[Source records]
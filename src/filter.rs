//! Metadata filtering applied to ranked search candidates.
//!
//! A [`FilterRequest`] maps a metadata field name to either one acceptable
//! value or a list of them. Keys are combined with AND; the values of a
//! list are combined with OR. All comparisons use the string form of both
//! sides, so `2023` and `"2023"` are the same filter.
//!
//! A document that lacks a filtered field never matches it. Filters that
//! carry no constraint (`null`, `""`, or a list with nothing usable in it)
//! are dropped during normalization, before any document is looked at.

use std::collections::{BTreeMap, BTreeSet};

use serde::{Deserialize, Serialize};
use serde_json::Value;

use crate::metadata::{FieldValue, RecordMetadata, fields};

/// Caller-supplied constraints, keyed by metadata field name.
#[derive(Debug, Clone, Default, PartialEq, Serialize, Deserialize)]
#[serde(transparent)]
pub struct FilterRequest(BTreeMap<String, Value>);

impl FilterRequest {
    pub fn new() -> Self {
        Self::default()
    }

    /// Add a constraint. Vectors become "any of" lists.
    ///
    /// ```
    /// use vulnrag::filter::FilterRequest;
    ///
    /// let filters = FilterRequest::new()
    ///     .with("year", 2023)
    ///     .with("severity", vec!["HIGH", "CRITICAL"]);
    /// assert_eq!(filters.normalize().len(), 2);
    /// ```
    pub fn with(mut self, field: impl Into<String>, value: impl Into<Value>) -> Self {
        self.insert(field, value);
        self
    }

    pub fn insert(&mut self, field: impl Into<String>, value: impl Into<Value>) {
        self.0.insert(field.into(), value.into());
    }

    pub fn get(&self, field: &str) -> Option<&Value> {
        self.0.get(field)
    }

    pub fn is_empty(&self) -> bool {
        self.0.is_empty()
    }

    pub fn iter(&self) -> impl Iterator<Item = (&str, &Value)> {
        self.0.iter().map(|(k, v)| (k.as_str(), v))
    }

    /// Requested field names that no document carries. Filters on them
    /// can never match.
    pub fn unknown_fields(&self) -> Vec<&str> {
        self.iter()
            .map(|(field, _)| field)
            .filter(|field| !fields::ALL.contains(field))
            .collect()
    }

    /// Drop constraint-free entries and coerce values to strings.
    pub fn normalize(&self) -> NormalizedFilters {
        let clauses = self
            .0
            .iter()
            .filter_map(|(field, value)| {
                Expected::from_value(value).map(|e| (field.clone(), e))
            })
            .collect();
        NormalizedFilters(clauses)
    }
}

impl<K: Into<String>, V: Into<Value>> FromIterator<(K, V)> for FilterRequest {
    fn from_iter<I: IntoIterator<Item = (K, V)>>(iter: I) -> Self {
        Self(iter.into_iter().map(|(k, v)| (k.into(), v.into())).collect())
    }
}

/// The acceptable value(s) for one field after normalization.
#[derive(Debug, Clone, PartialEq, Eq)]
pub enum Expected {
    One(String),
    AnyOf(BTreeSet<String>),
}

impl Expected {
    fn from_value(value: &Value) -> Option<Self> {
        match value {
            Value::Array(items) => {
                let set: BTreeSet<String> =
                    items.iter().filter_map(string_form).collect();
                (!set.is_empty()).then_some(Self::AnyOf(set))
            }
            other => string_form(other).map(Self::One),
        }
    }

    fn accepts(&self, candidate: FieldValue<'_>) -> bool {
        match (self, candidate) {
            (Self::AnyOf(wanted), FieldValue::Set(values)) => {
                values.iter().any(|v| wanted.contains(v))
            }
            (Self::AnyOf(wanted), FieldValue::Scalar(value)) => {
                wanted.contains(value.as_ref())
            }
            (Self::One(wanted), FieldValue::Set(values)) => {
                values.contains(wanted)
            }
            (Self::One(wanted), FieldValue::Scalar(value)) => {
                value.as_ref() == wanted
            }
        }
    }
}

/// String form of a filter value; `None` for values that constrain nothing.
fn string_form(value: &Value) -> Option<String> {
    match value {
        Value::Null => None,
        Value::String(s) if s.is_empty() => None,
        Value::String(s) => Some(s.clone()),
        other => Some(other.to_string()),
    }
}

/// Filters with all no-op entries removed.
#[derive(Debug, Clone, Default, PartialEq, Eq)]
pub struct NormalizedFilters(Vec<(String, Expected)>);

impl NormalizedFilters {
    pub fn is_empty(&self) -> bool {
        self.0.is_empty()
    }

    pub fn len(&self) -> usize {
        self.0.len()
    }

    pub fn fields(&self) -> impl Iterator<Item = &str> {
        self.0.iter().map(|(field, _)| field.as_str())
    }

    pub fn get(&self, field: &str) -> Option<&Expected> {
        self.0.iter().find(|(f, _)| f == field).map(|(_, e)| e)
    }

    /// True when every clause accepts the document's value for its field.
    pub fn matches(&self, metadata: &RecordMetadata) -> bool {
        self.0.iter().all(|(field, expected)| {
            metadata
                .field(field)
                .is_some_and(|candidate| expected.accepts(candidate))
        })
    }
}

/// Decide whether `metadata` satisfies `filters`.
pub fn matches(metadata: &RecordMetadata, filters: &FilterRequest) -> bool {
    filters.normalize().matches(metadata)
}

#[cfg(test)]
mod tests {
    use proptest::prelude::*;
    use serde_json::json;

    use super::*;
    use crate::metadata::Severity;

    fn high() -> RecordMetadata {
        RecordMetadata {
            severity: Some(Severity::High),
            ..Default::default()
        }
    }

    #[test]
    fn list_filter_accepts_any_member() {
        let filters =
            FilterRequest::new().with("severity", vec!["HIGH", "CRITICAL"]);
        assert!(matches(&high(), &filters));

        let filters = FilterRequest::new().with("severity", vec!["LOW"]);
        assert!(!matches(&high(), &filters));
    }

    #[test]
    fn missing_field_never_matches() {
        let meta = RecordMetadata::default();
        for value in [json!(2023), json!("2023"), json!([2023, 2024])] {
            let filters = FilterRequest::new().with("year", value);
            assert!(!matches(&meta, &filters));
        }
    }

    #[test]
    fn unknown_fields_are_reported() {
        let filters = FilterRequest::new()
            .with("year", 2023)
            .with("vendor", "acme")
            .with("cvss", 9.8);
        assert_eq!(filters.unknown_fields(), ["cvss", "vendor"]);

        let known: FilterRequest =
            fields::ALL.iter().map(|f| (*f, "x")).collect();
        assert!(known.unknown_fields().is_empty());
    }

    #[test]
    fn empty_list_is_normalized_away() {
        let filters = FilterRequest::new().with("year", json!([]));
        assert!(filters.normalize().is_empty());
        assert!(matches(&RecordMetadata::default(), &filters));

        let filters = FilterRequest::new().with("year", json!([null, ""]));
        assert!(filters.normalize().is_empty());
    }

    #[test]
    fn null_and_empty_scalars_are_dropped() {
        let filters = FilterRequest::new()
            .with("year", Value::Null)
            .with("severity", "");
        assert!(filters.normalize().is_empty());
    }

    #[test]
    fn list_entries_are_cleaned() {
        let filters =
            FilterRequest::new().with("vendors", json!(["acme", null, ""]));
        let normalized = filters.normalize();
        assert_eq!(
            normalized.get("vendors"),
            Some(&Expected::AnyOf(["acme".to_string()].into()))
        );
    }

    #[test]
    fn numbers_compare_by_string_form() {
        let meta = RecordMetadata {
            year: Some(2023),
            ..Default::default()
        };
        assert!(matches(&meta, &FilterRequest::new().with("year", 2023)));
        assert!(matches(&meta, &FilterRequest::new().with("year", "2023")));
        assert!(!matches(&meta, &FilterRequest::new().with("year", 2024)));
    }

    #[test]
    fn scalar_against_set_is_membership() {
        let meta = RecordMetadata {
            vendors: ["acme".to_string(), "zeta".to_string()].into(),
            ..Default::default()
        };
        assert!(matches(&meta, &FilterRequest::new().with("vendors", "zeta")));
        assert!(!matches(&meta, &FilterRequest::new().with("vendors", "beta")));
    }

    #[test]
    fn set_against_list_is_intersection() {
        let meta = RecordMetadata {
            weakness_ids: ["CWE-79".to_string()].into(),
            ..Default::default()
        };
        let hit = FilterRequest::new().with("weaknessIds", vec!["CWE-89", "CWE-79"]);
        let miss = FilterRequest::new().with("weaknessIds", vec!["CWE-89"]);
        assert!(matches(&meta, &hit));
        assert!(!matches(&meta, &miss));
    }

    #[test]
    fn keys_are_combined_with_and() {
        let meta = RecordMetadata {
            year: Some(2024),
            severity: Some(Severity::Critical),
            ..Default::default()
        };
        let both = FilterRequest::new()
            .with("year", 2024)
            .with("severity", vec!["CRITICAL"]);
        let one_wrong = FilterRequest::new()
            .with("year", 2023)
            .with("severity", vec!["CRITICAL"]);
        assert!(matches(&meta, &both));
        assert!(!matches(&meta, &one_wrong));
    }

    #[test]
    fn unknown_field_never_matches() {
        let meta = RecordMetadata {
            record_id: Some("CVE-2024-1".into()),
            ..Default::default()
        };
        let filters = FilterRequest::new().with("cveId", "CVE-2024-1");
        assert!(!matches(&meta, &filters));
    }

    #[test]
    fn request_roundtrips_through_json() {
        let raw = json!({"year": 2023, "severity": ["HIGH"]});
        let filters: FilterRequest = serde_json::from_value(raw.clone()).unwrap();
        assert_eq!(filters.get("year"), Some(&json!(2023)));
        assert_eq!(serde_json::to_value(&filters).unwrap(), raw);
    }

    fn arb_metadata() -> impl Strategy<Value = RecordMetadata> {
        (
            prop::option::of(2019i32..2025),
            prop::collection::btree_set("[a-d]", 0..3),
        )
            .prop_map(|(year, vendors)| RecordMetadata {
                year,
                vendors,
                ..Default::default()
            })
    }

    proptest! {
        #[test]
        fn singleton_list_equals_scalar(meta in arb_metadata(), v in "[a-d]", y in 2019i32..2025) {
            let scalar = FilterRequest::new().with("vendors", v.clone()).with("year", y);
            let listed = FilterRequest::new().with("vendors", vec![v]).with("year", vec![y]);
            prop_assert_eq!(matches(&meta, &scalar), matches(&meta, &listed));
        }

        #[test]
        fn blank_entries_do_not_change_outcome(meta in arb_metadata(), vs in prop::collection::vec("[a-d]", 0..3)) {
            let clean = FilterRequest::new().with("vendors", vs.clone());
            let mut noisy: Vec<Value> = vs.into_iter().map(Value::from).collect();
            noisy.push(Value::Null);
            noisy.push(Value::from(""));
            let noisy = FilterRequest::new().with("vendors", noisy);
            prop_assert_eq!(matches(&meta, &clean), matches(&meta, &noisy));
        }

        #[test]
        fn absent_year_fails_every_year_filter(ys in prop::collection::vec(2000i32..2030, 1..4)) {
            let meta = RecordMetadata::default();
            prop_assert!(!matches(&meta, &FilterRequest::new().with("year", ys)));
        }
    }
}
//! Prompt assembly for grounded generation.
//!
//! These are pure functions over already-retrieved results so the exact
//! text sent to the model can be tested without an index or a network.

use crate::{chat::ChatMessage, retriever::RetrievalResult};

/// Stands in for an empty conversation history.
pub const NO_HISTORY: &str = "none";

/// Stands in for an empty retrieval so the model is told, not left guessing.
pub const NO_CONTEXT: &str = "No supporting records were retrieved for this question.";

/// System prompt used by [`crate::retriever::RagRetriever::ask`].
pub const ASK_SYSTEM_PROMPT: &str = "You are a security analyst assistant. \
Answer questions about CVE and CWE records using the supplied context.";

const GROUNDING_INSTRUCTION: &str = "Answer using only the retrieved context \
above. Cite sources by their number. If the context does not contain the \
answer, say so.";

/// Flatten history into `role: content` lines, or [`NO_HISTORY`].
pub fn serialize_history(history: &[ChatMessage]) -> String {
    if history.is_empty() {
        return NO_HISTORY.to_string();
    }
    history
        .iter()
        .map(|turn| format!("{}: {}", turn.role, turn.content))
        .collect::<Vec<_>>()
        .join("\n")
}

/// Most readable label for a result: record id, then year, then position.
///
/// `position` is 1-based.
pub fn source_label(result: &RetrievalResult, position: usize) -> String {
    if let Some(id) = result.metadata.record_id.as_deref().filter(|id| !id.is_empty()) {
        return id.to_string();
    }
    if let Some(year) = result.metadata.year {
        return year.to_string();
    }
    format!("doc-{position}")
}

/// Render results as numbered, labeled context blocks.
pub fn format_context(results: &[RetrievalResult]) -> String {
    if results.is_empty() {
        return NO_CONTEXT.to_string();
    }
    results
        .iter()
        .enumerate()
        .map(|(i, result)| {
            let position = i + 1;
            format!(
                "[Source {position}: {} | score={:.3}]\n{}",
                source_label(result, position),
                result.score,
                result.text
            )
        })
        .collect::<Vec<_>>()
        .join("\n\n")
}

/// The two messages sent to the chat model for one question.
pub fn build_messages(
    system_prompt: &str,
    user_prompt: &str,
    history: &str,
    context: &str,
) -> Vec<ChatMessage> {
    let user = format!(
        "Conversation history:\n{history}\n\n\
         Retrieved context:\n{context}\n\n\
         Question:\n{user_prompt}\n\n\
         {GROUNDING_INSTRUCTION}"
    );
    vec![ChatMessage::system(system_prompt), ChatMessage::user(user)]
}

#[cfg(test)]
mod tests {
    use super::*;
    use crate::{chat::Role, metadata::RecordMetadata};

    fn result(record_id: Option<&str>, year: Option<i32>, score: f32) -> RetrievalResult {
        RetrievalResult {
            id: record_id.unwrap_or("#abc").to_string(),
            text: "{\"cveId\":\"x\"}".to_string(),
            score,
            metadata: RecordMetadata {
                record_id: record_id.map(str::to_string),
                year,
                ..Default::default()
            },
        }
    }

    #[test]
    fn empty_history_is_none_marker() {
        assert_eq!(serialize_history(&[]), "none");
    }

    #[test]
    fn history_is_one_line_per_turn() {
        let history = [
            ChatMessage::assistant("initial report"),
            ChatMessage::user("what about 2023?"),
        ];
        assert_eq!(
            serialize_history(&history),
            "assistant: initial report\nuser: what about 2023?"
        );
    }

    #[test]
    fn labels_prefer_record_id_then_year_then_position() {
        assert_eq!(source_label(&result(Some("CVE-2023-1"), Some(2023), 0.0), 1), "CVE-2023-1");
        assert_eq!(source_label(&result(None, Some(2021), 0.0), 2), "2021");
        assert_eq!(source_label(&result(None, None, 0.0), 3), "doc-3");
    }

    #[test]
    fn context_blocks_carry_label_and_score() {
        let context = format_context(&[
            result(Some("CVE-2023-1"), None, 0.12345),
            result(None, None, 1.0),
        ]);
        let blocks: Vec<_> = context.split("\n\n").collect();
        assert_eq!(blocks.len(), 2);
        assert!(blocks[0].starts_with("[Source 1: CVE-2023-1 | score=0.123]\n"));
        assert!(blocks[1].starts_with("[Source 2: doc-2 | score=1.000]\n"));
    }

    #[test]
    fn empty_context_is_explicit() {
        assert_eq!(format_context(&[]), NO_CONTEXT);
    }

    #[test]
    fn messages_combine_all_sections() {
        let messages = build_messages("sys", "Which vendors?", "none", "[Source 1: a]");
        assert_eq!(messages.len(), 2);
        assert_eq!(messages[0].role, Role::System);
        assert_eq!(messages[0].content, "sys");

        let user = &messages[1].content;
        let history_at = user.find("Conversation history:\nnone").unwrap();
        let context_at = user.find("Retrieved context:\n[Source 1: a]").unwrap();
        let question_at = user.find("Question:\nWhich vendors?").unwrap();
        assert!(history_at < context_at && context_at < question_at);
        assert!(user.ends_with(GROUNDING_INSTRUCTION));
    }
}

*Problem details*
Please copy each line of the records above that holds the word "other".

*Output*
            other => string_form(other).map(Self::One),
        other => Some(other.to_string()),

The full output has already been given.